Stay tuned with yourself

IMG_2867 È quadrato, in legno, misura circa 22,5 cm per lato. Al suo interno troviamo una discreta quantità di sabbia, sei sassi, due attrezzi per il lavoro e altrettanti volatili a ingentilire. È un giardino giapponese, o zen. Contrariamente a tablet e smartphone, che ci connettono comunque altrove e talvolta con chissà chi, il presente dispositivo consente di metterci in relazione qui e ora con noi stessi.

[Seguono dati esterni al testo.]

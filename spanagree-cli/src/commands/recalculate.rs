//! Recalculate command implementation

use crate::commands::{init_logging, print_errors};
use crate::config::CliConfig;
use crate::input::{resolve_patterns, FileReader};
use anyhow::{Context, Result};
use clap::Args;
use spanagree_core::{recalculate_position_accuracy, save_metrics, BatchReport};
use std::path::PathBuf;

/// Arguments for the recalculate command
#[derive(Debug, Args)]
pub struct RecalculateArgs {
    /// Annotated text files or patterns (supports glob)
    #[arg(short, long, value_name = "FILE/PATTERN", required = true)]
    pub input: Vec<String>,

    /// Stored metrics to update
    #[arg(short, long, value_name = "FILE", required = true)]
    pub metrics: PathBuf,

    /// Where to write updated metrics (default: overwrite the metrics file)
    #[arg(short, long, value_name = "FILE")]
    pub output: Option<PathBuf>,

    /// Settings file
    #[arg(short, long, value_name = "FILE", env = "SPANAGREE_CONFIG")]
    pub config: Option<PathBuf>,

    /// Suppress log output
    #[arg(short, long)]
    pub quiet: bool,

    /// Increase verbosity
    #[arg(short, long, action = clap::ArgAction::Count)]
    pub verbose: u8,
}

impl RecalculateArgs {
    /// Execute the recalculate command
    pub fn execute(&self) -> Result<()> {
        init_logging(self.verbose, self.quiet);

        let report = self.run()?;

        println!("Processed: {}", report.processed);
        println!("Updated:   {}", report.updated);
        println!("Errors:    {}", report.errored);
        print_errors(&report.errors, report.suppressed_errors());
        Ok(())
    }

    fn run(&self) -> Result<BatchReport> {
        let config = CliConfig::load(self.config.as_deref())?;
        let files = resolve_patterns(&self.input)?;
        let texts = FileReader::read_all_texts(&files)?;
        let mut metrics = FileReader::read_metrics(&self.metrics)?;
        log::info!(
            "Recalculating {} stored metric(s) against {} text(s)",
            metrics.len(),
            texts.len()
        );

        let report = recalculate_position_accuracy(
            &mut metrics,
            &texts,
            config.settings.batch.max_reported_errors,
        );

        let output = self.output.as_ref().unwrap_or(&self.metrics);
        save_metrics(output, &metrics, config.settings.output.pretty_json)
            .with_context(|| format!("Failed to write metrics: {}", output.display()))?;

        Ok(report)
    }
}

#[cfg(test)]
mod tests {
    use super::*;
    use spanagree_core::load_metrics;
    use std::fs;
    use tempfile::TempDir;

    #[test]
    fn test_recalculate_in_place() {
        let dir = TempDir::new().unwrap();
        let texts = dir.path().join("texts.json");
        let metrics = dir.path().join("metrics.json");
        fs::write(
            &texts,
            r#"{"id": "a", "content": "Tai yra propagandos tekstas",
                "expert_annotations": {"annotations": [{"value": {"start": 8, "end": 27, "text": "propagandos tekstas", "labels": ["Doubt"]}}]},
                "model_annotations": {"gpt": {"annotations": [{"value": {"start": 8, "end": 27, "text": "propagandos tekstas", "labels": ["Doubt"]}}]}}}"#,
        )
        .unwrap();
        fs::write(
            &metrics,
            r#"[{"text_id": "a", "model": "gpt", "true_positives": 1, "false_positives": 0,
                "false_negatives": 0, "precision": 1.0, "recall": 1.0, "f1_score": 1.0,
                "position_accuracy": 0.1}]"#,
        )
        .unwrap();

        let args = RecalculateArgs {
            input: vec![texts.to_string_lossy().into_owned()],
            metrics: metrics.clone(),
            output: None,
            config: None,
            quiet: true,
            verbose: 0,
        };
        let report = args.run().unwrap();
        assert_eq!(report.processed, 1);
        assert_eq!(report.updated, 1);

        let stored = load_metrics(&metrics).unwrap();
        assert_eq!(stored[0].position_accuracy, 1.0);
        assert_eq!(stored[0].precision, 1.0);
    }

    #[test]
    fn test_error_list_follows_batch_limit() {
        let dir = TempDir::new().unwrap();
        let texts = dir.path().join("texts.json");
        let metrics = dir.path().join("metrics.json");
        let settings = dir.path().join("spanagree.toml");
        fs::write(&texts, r#"{"id": "a", "content": "Tekstas"}"#).unwrap();
        let stored = |id: &str| {
            format!(
                r#"{{"text_id": "{id}", "model": "gpt", "true_positives": 0, "false_positives": 0,
                    "false_negatives": 0, "precision": 1.0, "recall": 1.0, "f1_score": 1.0,
                    "position_accuracy": 1.0}}"#
            )
        };
        fs::write(
            &metrics,
            format!("[{}, {}, {}]", stored("x"), stored("y"), stored("z")),
        )
        .unwrap();
        fs::write(
            &settings,
            "[repair]\nmax_reported_errors = 10\n\n[batch]\nmax_reported_errors = 1\n",
        )
        .unwrap();

        let args = RecalculateArgs {
            input: vec![texts.to_string_lossy().into_owned()],
            metrics,
            output: None,
            config: Some(settings),
            quiet: true,
            verbose: 0,
        };
        let report = args.run().unwrap();
        assert_eq!(report.errored, 3);
        assert_eq!(report.errors, vec!["text x not found".to_string()]);
        assert_eq!(report.suppressed_errors(), 2);
    }

    #[test]
    fn test_missing_metrics_file_is_fatal() {
        let dir = TempDir::new().unwrap();
        let texts = dir.path().join("texts.json");
        fs::write(&texts, "[]").unwrap();

        let args = RecalculateArgs {
            input: vec![texts.to_string_lossy().into_owned()],
            metrics: dir.path().join("missing.json"),
            output: None,
            config: None,
            quiet: true,
            verbose: 0,
        };
        let err = args.run().unwrap_err();
        assert!(err.to_string().contains("Failed to load metrics"));
    }
}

Se nella vita ordinaria usiamo in prevalenza le competenze logico-matematiche dell’emisfero sinistro del nostro cervello, sempre presi a fare, produrre e scombinare; ecco, il giardino zen attiva l’emisfero destro, quello creativo e affettivo, quello che spesso costringiamo in un angolo, soffocato dalle incombenze quotidiane. Grazie a un giardino siffatto prevale il gusto semplice e immediato di pareggiare la sabbia, disporre le pietre come meglio ci aggrada, smuovere la rena quel tanto che basta per ornare la visione. Cinquant’anni fa i Giganti in Proposta cantavano: “Mettete dei fiori nei vostri cannoni”. Oggi contentiamoci di popolare gli uffici con questi giardini, e mettiamoci mano di quando in quando a stimolare la creatività; resistendo alla tentazione di farli sparire quando il capo passa a sbirciare.